Meskipun pelaku adalah orang yang kita kenal, berada di posisi korban merupakan sikap yang paling tepat. Sadari bahwa perbuatan pelaku memang salah dan kerugian terbesar diterima oleh korban. Menaruh kepercayaan pada orang yang kita kenal memang nggak keliru, tapi jangan lupa untuk memberi ruang kesadaran bahwa dia juga bisa melakukan kesalahan, termasuk melakukan kekerasan seksual.

“Tidak masalah kalau pelaku adalah teman kita. Nggak apa-apa kalau kita berempati padanya. Namun, kita harus mengatakan secara asertif, siapa yang salah dan benar dalam kasus ini,” terang Haryo.

Dalam konteks pertemanan nih, kita bisa memahami kerisauan dan kepanikan pelaku bila kasus kekerasan seksual mencuat. Dengarkan kekhawatirannya soal masa depan, karier, atau nama baik yang mungkin hancur tanpa penghakiman. Setelah itu, kita bisa membangun obrolan yang menyadarkan pelaku bahwa perbuatannya salah.

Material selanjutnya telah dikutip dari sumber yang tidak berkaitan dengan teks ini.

//! Core types and migratability classification for virtualization
//! inventory data.
//!
//! This crate defines the domain model shared by the storage backend and
//! the CLI:
//!
//! - [`Vm`], [`Host`], [`Datastore`], [`Network`], [`OsSummary`] — typed
//!   inventory records with nested disk/NIC/concern collections.
//! - [`Filters`] / [`QueryOptions`] — AND-combined optional predicates
//!   and stable pagination.
//! - [`MigratabilityClass`] and the aggregate types
//!   ([`MigratabilityCounts`], [`ResourceBreakdowns`], [`TotalResources`],
//!   [`MigrationIssue`]) — concern-driven migration-readiness
//!   classification.
//! - [`ValidationResult`] — the verdict of the store's schema validation
//!   battery.
//! - [`Inventory`] / [`InventoryBuilder`] — cluster-grouped snapshots.
//!
//! # Example
//!
//! ```
//! use vm_inventory_core::{Concern, Filters, MigratabilityClass, Vm};
//!
//! let vm = Vm {
//!     id: "vm-001".into(),
//!     cluster: "Prod".into(),
//!     concerns: vec![Concern {
//!         id: "cbt-disabled".into(),
//!         label: "Changed Block Tracking is disabled".into(),
//!         category: "Warning".into(),
//!         assessment: "CBT should be enabled for efficient migration.".into(),
//!     }],
//!     ..Vm::default()
//! };
//!
//! assert_eq!(
//!     MigratabilityClass::from_concerns(&vm.concerns),
//!     MigratabilityClass::MigratableWithWarnings,
//! );
//! let filters = Filters::default().with_cluster("Prod");
//! assert!(!filters.is_empty());
//! ```

mod filter;
mod inventory;
mod migratability;
mod types;
mod validation;

pub use filter::{Filters, QueryOptions};
pub use inventory::{ClusterInventory, Infra, Inventory, InventoryBuilder};
pub use migratability::{
    MigratabilityClass, MigratabilityCounts, MigrationIssue, ResourceBreakdown,
    ResourceBreakdowns, TotalResources, VmResources,
};
pub use types::{Concern, Datastore, Disk, Host, NOT_AVAILABLE, Network, Nic, OsSummary, Vm};
pub use validation::{InvalidSchema, ValidationIssue, ValidationResult, codes};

“Bukan nge-jugde teman, ya, tapi kita berusaha membuka kesadaran-kesadaran berpikirnya,” tekan Haryo.

Kekerasan Seksual

Hentikan kekerasan seksual | Illustration by Hipweee

Bangun perbincangan yang menyadarkan pelaku kalau fokus utama seharusnya ditujukan pada korban yang telah mendapatkan banyak kerugian

Jika kesadaran kita sudah kuat, yakni berpihak pada korban, maka selanjutnya menentukan sejauh mana kita akan terlibat. “Ada dua peran yang bisa kita ambil,” kata Haryo. Kita sebatas menjadi pihak yang mengingatkan pelaku atau ikut terlibat dalam proses mediasi.